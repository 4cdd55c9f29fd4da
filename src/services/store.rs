//! JSON document record store
//!
//! The whole salon lives in one JSON file with top-level `staff`,
//! `services` and `appointments` arrays (plus a legacy `clients` array).
//! Records are kept as raw JSON objects so unknown fields survive a rewrite;
//! typed views are derived on read.

use std::fs::{self, File, OpenOptions};
use std::io::{Read, Write};
use std::path::{Path, PathBuf};

use fs2::FileExt;
use serde::de::DeserializeOwned;
use serde::{Deserialize, Serialize};
use serde_json::{Map, Value};

use crate::types::{
    Appointment, Collection, Result, SalonError, Service, StaffMember, StoreWarning,
};

/// On-disk document
#[derive(Debug, Clone, Default, PartialEq, Serialize, Deserialize)]
pub struct SalonDocument {
    #[serde(default)]
    pub appointments: Vec<Value>,
    #[serde(default)]
    pub clients: Vec<Value>,
    #[serde(default)]
    pub services: Vec<Value>,
    #[serde(default)]
    pub staff: Vec<Value>,
    /// Any other top-level keys, preserved as-is
    #[serde(flatten)]
    pub extra: Map<String, Value>,
}

impl SalonDocument {
    pub fn records(&self, collection: Collection) -> &[Value] {
        match collection {
            Collection::Staff => &self.staff,
            Collection::Services => &self.services,
            Collection::Appointments => &self.appointments,
            Collection::Clients => &self.clients,
        }
    }

    fn records_mut(&mut self, collection: Collection) -> &mut Vec<Value> {
        match collection {
            Collection::Staff => &mut self.staff,
            Collection::Services => &mut self.services,
            Collection::Appointments => &mut self.appointments,
            Collection::Clients => &mut self.clients,
        }
    }

    /// Next id for a collection: one past the largest, or 1 when empty
    pub fn next_id(&self, collection: Collection) -> u64 {
        self.records(collection)
            .iter()
            .filter_map(record_id)
            .max()
            .map_or(1, |max| max.saturating_add(1))
    }
}

/// Typed view of one collection
#[derive(Debug, Clone, PartialEq)]
pub struct Listing<T> {
    pub records: Vec<T>,
    /// Records that could not be coerced into `T`
    pub rejected: usize,
}

impl<T: DeserializeOwned> Listing<T> {
    fn from_raw(collection: Collection, raw: &[Value]) -> Self {
        let mut records = Vec::with_capacity(raw.len());
        let mut rejected = 0;

        for value in raw {
            match serde_json::from_value::<T>(value.clone()) {
                Ok(record) => records.push(record),
                Err(e) => {
                    rejected += 1;
                    tracing::warn!(
                        collection = collection.key(),
                        id = ?record_id(value),
                        error = %e,
                        "skipping record that does not fit its type"
                    );
                }
            }
        }

        Self { records, rejected }
    }
}

/// Typed view of the whole document at one point in time
#[derive(Debug, Clone, Default, PartialEq)]
pub struct Snapshot {
    pub staff: Vec<StaffMember>,
    pub services: Vec<Service>,
    pub appointments: Vec<Appointment>,
    /// Records rejected across all collections
    pub rejected: usize,
    pub warning: Option<StoreWarning>,
}

impl Snapshot {
    pub fn from_document(document: &SalonDocument, warning: Option<StoreWarning>) -> Self {
        let staff = Listing::<StaffMember>::from_raw(Collection::Staff, &document.staff);
        let services = Listing::<Service>::from_raw(Collection::Services, &document.services);
        let appointments =
            Listing::<Appointment>::from_raw(Collection::Appointments, &document.appointments);

        Self {
            rejected: staff.rejected + services.rejected + appointments.rejected,
            staff: staff.records,
            services: services.records,
            appointments: appointments.records,
            warning,
        }
    }
}

/// Record store backed by a single JSON file
#[derive(Debug, Clone)]
pub struct RecordStore {
    path: PathBuf,
}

━━━━━━━━━━━━━━━━━━━━

WHAT IS REQUIRED ::
The answer must be the full listing, copied exactly.

WRITTEN SOLUTION ::
repository 4cdd55c9f29fd4da
filename src/services/store.rs
//! JSON document record store
//!
//! The whole salon lives in one JSON file with top-level `staff`,
//! `services` and `appointments` arrays (plus a legacy `clients` array).
//! Records are kept as raw JSON objects so unknown fields survive a rewrite;
//! typed views are derived on read.

use std::fs::{self, File, OpenOptions};
use std::io::{Read, Write};
use std::path::{Path, PathBuf};

use fs2::FileExt;
use serde::de::DeserializeOwned;
use serde::{Deserialize, Serialize};
use serde_json::{Map, Value};

use crate::types::{
    Appointment, Collection, Result, SalonError, Service, StaffMember, StoreWarning,
};

/// On-disk document
#[derive(Debug, Clone, Default, PartialEq, Serialize, Deserialize)]
pub struct SalonDocument {
    #[serde(default)]
    pub appointments: Vec<Value>,
    #[serde(default)]
    pub clients: Vec<Value>,
    #[serde(default)]
    pub services: Vec<Value>,
    #[serde(default)]
    pub staff: Vec<Value>,
    /// Any other top-level keys, preserved as-is
    #[serde(flatten)]
    pub extra: Map<String, Value>,
}

impl SalonDocument {
    pub fn records(&self, collection: Collection) -> &[Value] {
        match collection {
            Collection::Staff => &self.staff,
            Collection::Services => &self.services,
            Collection::Appointments => &self.appointments,
            Collection::Clients => &self.clients,
        }
    }

    fn records_mut(&mut self, collection: Collection) -> &mut Vec<Value> {
        match collection {
            Collection::Staff => &mut self.staff,
            Collection::Services => &mut self.services,
            Collection::Appointments => &mut self.appointments,
            Collection::Clients => &mut self.clients,
        }
    }

    /// Next id for a collection: one past the largest, or 1 when empty
    pub fn next_id(&self, collection: Collection) -> u64 {
        self.records(collection)
            .iter()
            .filter_map(record_id)
            .max()
            .map_or(1, |max| max.saturating_add(1))
    }
}

/// Typed view of one collection
#[derive(Debug, Clone, PartialEq)]
pub struct Listing<T> {
    pub records: Vec<T>,
    /// Records that could not be coerced into `T`
    pub rejected: usize,
}

impl<T: DeserializeOwned> Listing<T> {
    fn from_raw(collection: Collection, raw: &[Value]) -> Self {
        let mut records = Vec::with_capacity(raw.len());
        let mut rejected = 0;

        for value in raw {
            match serde_json::from_value::<T>(value.clone()) {
                Ok(record) => records.push(record),
                Err(e) => {
                    rejected += 1;
                    tracing::warn!(
                        collection = collection.key(),
                        id = ?record_id(value),
                        error = %e,
                        "skipping record that does not fit its type"
                    );
                }
            }
        }

        Self { records, rejected }
    }
}

/// Typed view of the whole document at one point in time
#[derive(Debug, Clone, Default, PartialEq)]
pub struct Snapshot {
    pub staff: Vec<StaffMember>,
    pub services: Vec<Service>,
    pub appointments: Vec<Appointment>,
    /// Records rejected across all collections
    pub rejected: usize,
    pub warning: Option<StoreWarning>,
}

impl Snapshot {
    pub fn from_document(document: &SalonDocument, warning: Option<StoreWarning>) -> Self {
        let staff = Listing::<StaffMember>::from_raw(Collection::Staff, &document.staff);
        let services = Listing::<Service>::from_raw(Collection::Services, &document.services);
        let appointments =
            Listing::<Appointment>::from_raw(Collection::Appointments, &document.appointments);

        Self {
            rejected: staff.rejected + services.rejected + appointments.rejected,
            staff: staff.records,
            services: services.records,
            appointments: appointments.records,
            warning,
        }
    }
}

/// Record store backed by a single JSON file
#[derive(Debug, Clone)]
pub struct RecordStore {
    path: PathBuf,
}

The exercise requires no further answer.